Simon French downgrades Whitbread: Cenkos leisure analyst Simon French has downgraded Whitbread shares. He said: “We downgrade Whitbread from ‘Buy’ to ‘Hold’ following a period of share price outperformance (c+25% in last six months) and ahead of its trading update on 21 June (last three updates have seen negative share price reaction of an average of 4.9%). We expect Premier Inn (PI) to continue to lag the competition on RevPar growth this year having reached ‘maximum’ occupancy in London but with progress limited by its cautious approach to rate. Travelodge’s newly launched premium economy product, ‘SuperRooms’ may also steal share. We have concerns Costa is placing too much emphasis on food to reinvigorate like-for-like sales which may have the unintended consequence of reducing coffee volumes. The stock trades on a CY2017E P/E of 16.5x and an adj EV/Ebitdar of 9.9x which appears high enough for now. Our SOTP based valuation suggests fair value of 4585p so we downgrade to ‘Hold’.”

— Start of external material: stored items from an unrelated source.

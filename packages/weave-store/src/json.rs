use std::fs;
use std::io::ErrorKind;
use std::marker::PhantomData;
use std::path::{Path, PathBuf};

use serde::de::DeserializeOwned;
use serde::Serialize;
use serde_json::Value;
use tracing::debug;
use weave_core::{Error, Snapshot, SnapshotStore, SIBLING_ORDER_VERSION};

const ORDER_FIELD: &str = "sibling_order_version";

/// A snapshot kept as one JSON document on disk.
///
/// Saves go through a sibling temp file and a rename, so a crash mid-write leaves the previous
/// snapshot intact. Documents carry `sibling_order_version`; one written under another version
/// is refused. A bare snapshot without the field (as produced by [`Snapshot::to_json`]) is
/// accepted and replayed under the current order.
#[derive(Debug)]
pub struct JsonFileStore<O> {
    path: PathBuf,
    pretty: bool,
    _payload: PhantomData<fn() -> O>,
}

impl<O> JsonFileStore<O> {
    pub fn new(path: impl Into<PathBuf>) -> Self {
        Self {
            path: path.into(),
            pretty: false,
            _payload: PhantomData,
        }
    }

    /// Write indented JSON, for snapshots meant to be read by people.
    pub fn pretty(mut self, pretty: bool) -> Self {
        self.pretty = pretty;
        self
    }

    pub fn path(&self) -> &Path {
        &self.path
    }

    fn temp_path(&self) -> PathBuf {
        let mut name = self.path.file_name().map(|n| n.to_os_string()).unwrap_or_default();
        name.push(".tmp");
        self.path.with_file_name(name)
    }
}

impl<O> SnapshotStore<O> for JsonFileStore<O>
where
    O: Serialize + DeserializeOwned,
{
    fn load(&self) -> weave_core::Result<Option<Snapshot<O>>> {
        let json = match fs::read_to_string(&self.path) {
            Ok(json) => json,
            Err(e) if e.kind() == ErrorKind::NotFound => return Ok(None),
            Err(e) => return Err(Error::Storage(format!("{}: {e}", self.path.display()))),
        };
        let corrupt = |e: serde_json::Error| Error::CorruptSnapshot(e.to_string());
        let mut doc: Value = serde_json::from_str(&json).map_err(corrupt)?;
        if let Some(order) = doc.as_object_mut().and_then(|fields| fields.remove(ORDER_FIELD)) {
            if order.as_u64() != Some(u64::from(SIBLING_ORDER_VERSION)) {
                return Err(Error::CorruptSnapshot(format!(
                    "stored under sibling order {order}, expected {SIBLING_ORDER_VERSION}"
                )));
            }
        }
        let snapshot: Snapshot<O> = serde_json::from_value(doc).map_err(corrupt)?;
        debug!(path = %self.path.display(), atoms = snapshot.len(), "snapshot loaded");
        Ok(Some(snapshot))
    }

    fn save(&mut self, snapshot: &Snapshot<O>) -> weave_core::Result<()> {
        let mut doc = serde_json::to_value(snapshot)?;
        if let Some(fields) = doc.as_object_mut() {
            fields.insert(ORDER_FIELD.into(), Value::from(SIBLING_ORDER_VERSION));
        }
        let json = if self.pretty {
            serde_json::to_string_pretty(&doc)?
        } else {
            serde_json::to_string(&doc)?
        };
        if let Some(parent) = self.path.parent().filter(|p| !p.as_os_str().is_empty()) {
            fs::create_dir_all(parent).map_err(|e| Error::Storage(e.to_string()))?;
        }
        let temp = self.temp_path();
        fs::write(&temp, json).map_err(|e| Error::Storage(format!("{}: {e}", temp.display())))?;
        fs::rename(&temp, &self.path)
            .map_err(|e| Error::Storage(format!("{}: {e}", self.path.display())))?;
        debug!(path = %self.path.display(), atoms = snapshot.len(), "snapshot saved");
        Ok(())
    }
}

#[cfg(test)]
mod tests {
    use super::*;
    use weave_core::{Atom, AtomId, SiteId};

    #[test]
    fn missing_file_is_no_snapshot() {
        let dir = tempfile::tempdir().unwrap();
        let store: JsonFileStore<u8> = JsonFileStore::new(dir.path().join("absent.json"));
        assert!(store.load().unwrap().is_none());
    }

    #[test]
    fn garbage_is_corrupt() {
        let dir = tempfile::tempdir().unwrap();
        let path = dir.path().join("weave.json");
        fs::write(&path, "{not json").unwrap();
        let store: JsonFileStore<u8> = JsonFileStore::new(&path);
        assert!(matches!(store.load(), Err(Error::CorruptSnapshot(_))));
    }

    #[test]
    fn other_sibling_order_is_refused() {
        let dir = tempfile::tempdir().unwrap();
        let path = dir.path().join("weave.json");
        fs::write(&path, r#"{"sibling_order_version":2,"atoms":[],"version":{}}"#).unwrap();
        let store: JsonFileStore<u8> = JsonFileStore::new(&path);
        assert!(matches!(store.load(), Err(Error::CorruptSnapshot(_))));
    }

    #[test]
    fn saved_documents_record_the_sibling_order() {
        let dir = tempfile::tempdir().unwrap();
        let path = dir.path().join("weave.json");
        let mut store: JsonFileStore<u8> = JsonFileStore::new(&path);
        store.save(&Snapshot::empty()).unwrap();

        let doc: serde_json::Value = serde_json::from_str(&fs::read_to_string(&path).unwrap()).unwrap();
        assert_eq!(doc["sibling_order_version"], SIBLING_ORDER_VERSION);
        assert_eq!(doc["atoms"], serde_json::json!([]));
    }

    #[test]
    fn bare_snapshot_documents_still_load() {
        let dir = tempfile::tempdir().unwrap();
        let path = dir.path().join("weave.json");
        let snapshot = Snapshot {
            atoms: vec![Atom::root(AtomId::new(SiteId(1), 0), 3u8)],
            version: [(SiteId(1), 0)].into_iter().collect(),
        };
        fs::write(&path, snapshot.to_json().unwrap()).unwrap();
        let store: JsonFileStore<u8> = JsonFileStore::new(&path);
        assert_eq!(store.load().unwrap(), Some(snapshot));
    }

    #[test]
    fn save_creates_parent_dirs_and_leaves_no_temp_file() {
        let dir = tempfile::tempdir().unwrap();
        let path = dir.path().join("nested/deeper/weave.json");
        let mut store = JsonFileStore::new(&path).pretty(true);
        let snapshot = Snapshot {
            atoms: vec![Atom::root(AtomId::new(SiteId(1), 0), 7u8)],
            version: [(SiteId(1), 0)].into_iter().collect(),
        };
        store.save(&snapshot).unwrap();

        assert!(path.exists());
        assert!(!store.temp_path().exists());
        assert!(fs::read_to_string(&path).unwrap().contains('\n'));
        assert_eq!(store.load().unwrap(), Some(snapshot));
    }
}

Premier Inn continues to lag market: “PI’s pricing remains cautious (eg apparent ceiling of £200 per night in London) and is being squeezed at the bottom end of the market from new entrants (eg Point A) and also by a revamped Travelodge estate, including the selective introduction of its ‘SuperRooms’ premium economy product which we think is well positioned to take share. As more new PI rooms come from extensions and hub format we think there will be a natural drag on RevPar growth. Furthermore we remain unconvinced by expansion into Germany given Whitbread’s (and others) poor trading history there.”

Costa saturation a concern: Costa’s like-for-like sales slowed to 0.6% in Q4 and we don’t expect much improvement In FY18 despite the introduction of various promotions. Indeed we think this is part of the problem with attention slipping from its core coffee product. This is compounded by the threat of cannibalisation from Costa Express machines which now number >6,000 in the UK. Furthermore we think the pace of expansion in China remains too slow (30 stores pa v Starbucks 500).”

Forecasts and valuation: “We have left our consensus in-line forecasts unchanged at this stage and ahead of its 21 June trading update where we expect 3%/2%/1% like-for-like sales growth at PI, Restaurants and Costa respectively. Reaction to the last three updates has been poor with the share price falling by an average of 4.9%. The stock trades on a CY 2017E P/E of 16.5x and an adj EV/Ebitdar of 9.9x which appears high enough for now. Our SOTP based valuation suggests fair value of 4585p; downgrade to ‘Hold’.”